The gear: Frehley's smoking Les Paul and his 9-46 strings
Frehley's stage identity was inseparable from one specific trick: a Gibson Les Paul Custom modified to emit smoke from its neck pickup cavity mid-solo, a special-effects conversion designed by audio engineer John Elder Robison, who worked with Kiss in the 1970s. Gibson eventually turned the association into an official product line.
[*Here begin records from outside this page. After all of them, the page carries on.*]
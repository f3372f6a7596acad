//! Page Metadata
//!
//! Everything inside `<head>`: title, description, Open Graph and Twitter
//! tags, the schema.org Person payload, and the embedded stylesheet. All
//! of it derives from the same content records the page body renders, so
//! the two surfaces cannot drift apart.

use serde_json::{json, Value};

use crate::content::SiteContent;
use crate::site::view::escape_html;

/// Derived page metadata.
#[derive(Debug, Clone)]
pub struct PageMeta {
    pub title: String,
    pub description: String,
    pub canonical_url: String,
    pub site_name: String,
    /// Social-preview image URL, served from the site root.
    pub image_url: String,
    pub keywords: Vec<String>,
}

impl PageMeta {
    /// Derive the metadata surface from the content model.
    pub fn from_content(content: &SiteContent) -> Self {
        let owner = content.hero.owner_name();
        let title = if content.hero.aspiration.is_empty() {
            owner.to_string()
        } else {
            format!("{} | {}", owner, content.hero.aspiration)
        };

        let mut keywords: Vec<String> = vec![owner.to_string()];
        keywords.extend(
            content
                .tech_stack
                .iter()
                .flat_map(|category| category.items.iter().cloned()),
        );
        keywords.push("Portfolio".to_string());

        PageMeta {
            title,
            description: first_sentence(&content.hero.bio),
            canonical_url: content.site_url.clone(),
            site_name: format!("{} Portfolio", owner),
            image_url: format!("{}/og-image.svg", content.site_url.trim_end_matches('/')),
            keywords,
        }
    }
}

/// schema.org Person payload, embedded as JSON-LD.
pub fn person_json_ld(content: &SiteContent) -> Value {
    let owner = content.hero.owner_name();

    // "Software Developer at Treelogic" → jobTitle + worksFor.
    let (job_title, employer) = match content.hero.role.split_once(" at ") {
        Some((title, employer)) => (title, Some(employer)),
        None => (content.hero.role.as_str(), None),
    };

    let mut same_as = vec![content.contact.github.clone()];
    if let Some(linkedin) = &content.contact.linkedin {
        same_as.push(linkedin.clone());
    }

    let knows_about: Vec<&str> = content
        .tech_stack
        .iter()
        .flat_map(|category| category.items.iter().map(String::as_str))
        .collect();

    let mut person = json!({
        "@context": "https://schema.org",
        "@type": "Person",
        "name": owner,
        "jobTitle": job_title,
        "url": content.site_url,
        "email": format!("mailto:{}", content.contact.email),
        "sameAs": same_as,
        "description": first_sentence(&content.hero.bio),
        "knowsAbout": knows_about,
    });
    if let Some(employer) = employer {
        person["worksFor"] = json!({ "@type": "Organization", "name": employer });
    }
    person
}

/// Assemble the full `<head>` element.
pub fn generate_head(content: &SiteContent) -> String {
    let meta = PageMeta::from_content(content);

    let mut html = String::with_capacity(8192);
    html.push_str("<head>\n");
    html.push_str("<meta charset=\"UTF-8\">\n");
    html.push_str("<meta name=\"viewport\" content=\"width=device-width, initial-scale=1\">\n");
    html.push_str(&format!("<title>{}</title>\n", escape_html(&meta.title)));
    html.push_str(&format!(
        "<meta name=\"description\" content=\"{}\">\n",
        escape_html(&meta.description)
    ));
    html.push_str(&format!(
        "<meta name=\"keywords\" content=\"{}\">\n",
        escape_html(&meta.keywords.join(", "))
    ));
    html.push_str(&format!(
        "<meta name=\"author\" content=\"{}\">\n",
        escape_html(content.hero.owner_name())
    ));
    html.push_str(&format!(
        "<link rel=\"canonical\" href=\"{}\">\n",
        escape_html(&meta.canonical_url)
    ));

    // Open Graph / Twitter preview.
    html.push_str(&format!(
        "<meta property=\"og:title\" content=\"{}\">\n",
        escape_html(&meta.title)
    ));
    html.push_str(&format!(
        "<meta property=\"og:description\" content=\"{}\">\n",
        escape_html(&meta.description)
    ));
    html.push_str(&format!(
        "<meta property=\"og:url\" content=\"{}\">\n",
        escape_html(&meta.canonical_url)
    ));
    html.push_str(&format!(
        "<meta property=\"og:site_name\" content=\"{}\">\n",
        escape_html(&meta.site_name)
    ));
    html.push_str("<meta property=\"og:type\" content=\"website\">\n");
    html.push_str("<meta property=\"og:locale\" content=\"en_US\">\n");
    html.push_str(&format!(
        "<meta property=\"og:image\" content=\"{}\">\n",
        escape_html(&meta.image_url)
    ));
    html.push_str(&format!(
        "<meta property=\"og:image:alt\" content=\"{}\">\n",
        escape_html(&meta.title)
    ));
    html.push_str("<meta name=\"twitter:card\" content=\"summary_large_image\">\n");
    html.push_str(&format!(
        "<meta name=\"twitter:title\" content=\"{}\">\n",
        escape_html(&meta.title)
    ));
    html.push_str(&format!(
        "<meta name=\"twitter:image\" content=\"{}\">\n",
        escape_html(&meta.image_url)
    ));

    // Structured person record. serde_json cannot fail on a json! value.
    let json_ld =
        serde_json::to_string(&person_json_ld(content)).unwrap_or_else(|_| "{}".to_string());
    html.push_str("<script type=\"application/ld+json\">");
    html.push_str(&json_ld);
    html.push_str("</script>\n");

    html.push_str("<style>\n");
    html.push_str(STYLESHEET);
    html.push_str("</style>\n");
    html.push_str("</head>\n");
    html
}

/// Up to and including the first full stop, falling back to the whole text.
fn first_sentence(text: &str) -> String {
    match text.find(". ") {
        Some(pos) => text[..=pos].to_string(),
        None => text.to_string(),
    }
}

/// Condensed rendition of the site's dark terminal-accent styling.
const STYLESHEET: &str = "\
body { margin: 0; background: #070b1a; color: #e2e8f0; font-family: ui-monospace, 'Cascadia Code', Menlo, monospace; line-height: 1.6; }
.hero, main, .site-footer { max-width: 72rem; margin: 0 auto; padding: 0 1.5rem; }
.accent { color: #38bdf8; }
a { color: #38bdf8; text-decoration: none; }
a:hover { color: #7dd3fc; }
.top-nav { display: flex; align-items: center; justify-content: space-between; padding: 1rem 0; border-bottom: 1px solid rgba(255,255,255,0.05); }
.brand { font-weight: 600; color: #e2e8f0; }
.nav-links { display: flex; gap: 1.5rem; }
.nav-link { color: #cbd5e1; }
.hero-panel { display: grid; gap: 2rem; grid-template-columns: minmax(0,1fr) minmax(0,300px); margin-top: 2.5rem; padding: 2rem; border: 1px solid rgba(56,189,248,0.2); border-radius: 1rem; background: linear-gradient(135deg, rgba(15,23,42,0.95), rgba(2,6,23,0.8)); }
h1 { font-size: 2.5rem; color: #fff; margin: 0 0 0.5rem; letter-spacing: -0.02em; }
.hero-role { font-weight: 500; color: rgba(226,232,240,0.9); }
.hero-aspiration { display: inline-block; padding: 0.25rem 0.75rem; border: 1px solid rgba(56,189,248,0.3); border-radius: 0.375rem; color: #7dd3fc; font-size: 0.8rem; }
.hero-bio { max-width: 42rem; color: #cbd5e1; font-size: 0.95rem; }
.hero-actions { display: flex; gap: 1rem; }
.cta { display: inline-flex; align-items: center; padding: 0.75rem 1.25rem; border-radius: 0.375rem; font-weight: 600; font-size: 0.875rem; }
.cta-primary { background: #38bdf8; color: #020617; }
.cta-secondary { border: 1px solid rgba(56,189,248,0.3); color: #7dd3fc; }
.trajectory { display: flex; flex-direction: column; gap: 1rem; padding: 1.5rem; border: 1px solid rgba(56,189,248,0.2); border-radius: 0.75rem; background: rgba(15,23,42,0.6); }
.trajectory h3 { margin: 0; font-size: 0.8rem; text-transform: uppercase; letter-spacing: 0.25em; color: #7dd3fc; border-bottom: 1px solid rgba(56,189,248,0.2); padding-bottom: 0.5rem; }
.highlight { display: flex; gap: 0.75rem; align-items: flex-start; }
.highlight-title { margin: 0; color: #fff; font-weight: 500; }
.highlight-description { margin: 0.25rem 0 0; color: #94a3b8; font-size: 0.8rem; }
.icon { width: 1.25rem; height: 1.25rem; flex-shrink: 0; border: 1px solid rgba(56,189,248,0.2); border-radius: 0.375rem; background: rgba(56,189,248,0.1); }
.section { padding: 3rem 0; }
.eyebrow { margin: 0; text-transform: uppercase; letter-spacing: 0.3em; font-size: 0.7rem; font-weight: 600; color: #38bdf8; }
.section-head h2 { margin: 0.75rem 0 0; font-size: 2rem; color: #f1f5f9; letter-spacing: -0.02em; }
.section-description { max-width: 42rem; margin-top: 1rem; color: #cbd5e1; font-size: 0.95rem; }
.section-body { margin-top: 2rem; }
.card-grid { display: grid; gap: 1.25rem; }
.cols-2 { grid-template-columns: repeat(2, minmax(0,1fr)); }
.cols-3 { grid-template-columns: repeat(3, minmax(0,1fr)); }
.card { border: 1px solid rgba(56,189,248,0.2); border-radius: 0.75rem; background: rgba(56,189,248,0.05); padding: 1.5rem; }
.card h3 { margin: 0; color: #fff; font-size: 1.05rem; }
.card p { color: #cbd5e1; font-size: 0.85rem; }
.card-heading { display: flex; align-items: center; gap: 0.75rem; }
.card-focus { margin: 0.2rem 0 0; text-transform: uppercase; letter-spacing: 0.2em; font-size: 0.65rem; color: rgba(125,211,252,0.8); }
.chips { display: flex; flex-wrap: wrap; gap: 0.5rem; margin-top: 1.25rem; }
.chip { border: 1px solid rgba(56,189,248,0.2); background: rgba(56,189,248,0.1); border-radius: 0.375rem; padding: 0.3rem 0.8rem; font-size: 0.8rem; color: #bae6fd; }
.chip-dim { background: rgba(56,189,248,0.05); color: #7dd3fc; }
.project-head { display: flex; align-items: center; justify-content: space-between; gap: 1rem; }
.badge { display: inline-flex; align-items: center; gap: 0.3rem; border-radius: 0.375rem; border: 1px solid; padding: 0.3rem 0.75rem; font-size: 0.7rem; font-weight: 600; text-transform: uppercase; letter-spacing: 0.25em; }
.repo-link { font-size: 0.75rem; font-weight: 500; }
.border-cyan { border-color: rgba(34,211,238,0.3); }
.badge-cyan { background: rgba(34,211,238,0.15); color: #67e8f9; border-color: rgba(34,211,238,0.3); }
.card-cyan { background: linear-gradient(135deg, rgba(6,182,212,0.15), rgba(15,23,42,0.8)); }
.border-emerald { border-color: rgba(52,211,153,0.3); }
.badge-emerald { background: rgba(52,211,153,0.15); color: #6ee7b7; border-color: rgba(52,211,153,0.3); }
.card-emerald { background: linear-gradient(135deg, rgba(16,185,129,0.15), rgba(15,23,42,0.8)); }
.border-purple { border-color: rgba(192,132,252,0.3); }
.badge-purple { background: rgba(192,132,252,0.15); color: #d8b4fe; border-color: rgba(192,132,252,0.3); }
.card-purple { background: linear-gradient(135deg, rgba(168,85,247,0.15), rgba(15,23,42,0.8)); }
.contact-panel > p { max-width: 40rem; }
.contact-card { border: 1px solid rgba(56,189,248,0.2); border-radius: 0.5rem; background: rgba(56,189,248,0.05); }
.contact-link, .contact-card { display: block; }
.contact-link .contact-copy, .contact-card .contact-copy { display: inline-flex; flex-direction: column; }
.contact-card > *, .contact-link { padding: 0.75rem 1rem; }
.contact-kind { text-transform: uppercase; letter-spacing: 0.25em; font-size: 0.65rem; color: #38bdf8; }
.contact-value { color: #fff; font-size: 0.85rem; font-weight: 500; }
.site-footer { border-top: 1px solid rgba(56,189,248,0.1); margin-top: 2rem; padding-top: 2rem; padding-bottom: 3rem; font-size: 0.7rem; color: #64748b; }
@media (max-width: 768px) { .hero-panel, .cols-2, .cols-3 { grid-template-columns: minmax(0,1fr); } .nav-links { display: none; } }
";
Produced 1997-2001 · Gibson USA & Custom Shop
Gibson Ace Frehley Signature Les Paul
A bookmatched flamed maple top over a mahogany body, an Ace-of-Hearts trussrod cover, lightning-bolt fingerboard inlays, and a headstock veneer depicting Frehley in his Spaceman makeup. Built in both a limited Custom Shop run and a wider Gibson USA production version.
Source: Guitar-List.com.
Gibson-branded signature set · .009-.046
Gibson Ace Frehley Signature Electric Strings
Nickel-plated steel over a hex core, gauged .009-.011-.016-.026w-.036w-.046w, a hybrid layout pairing a light top three with a heavier bottom three rather than a straight light or straight regular set.
Source: Long & McQuade.
CYS does not carry Gibson's own string line, but the Ernie Ball Hybrid Slinky Cobalt ships the identical .009-.046 gauge layout, a straightforward way to match Frehley's numbers on a widely available, currently sold set. That is a gauge match, not a documented claim that Frehley played Ernie Ball strings; his own signature line was Gibson-branded. Players chasing a similar rock tone in standard tuning can start from that same gauge logic: light enough on top for bends and vibrato, reinforced enough on the bottom three to keep a Les Paul's low end from going flabby.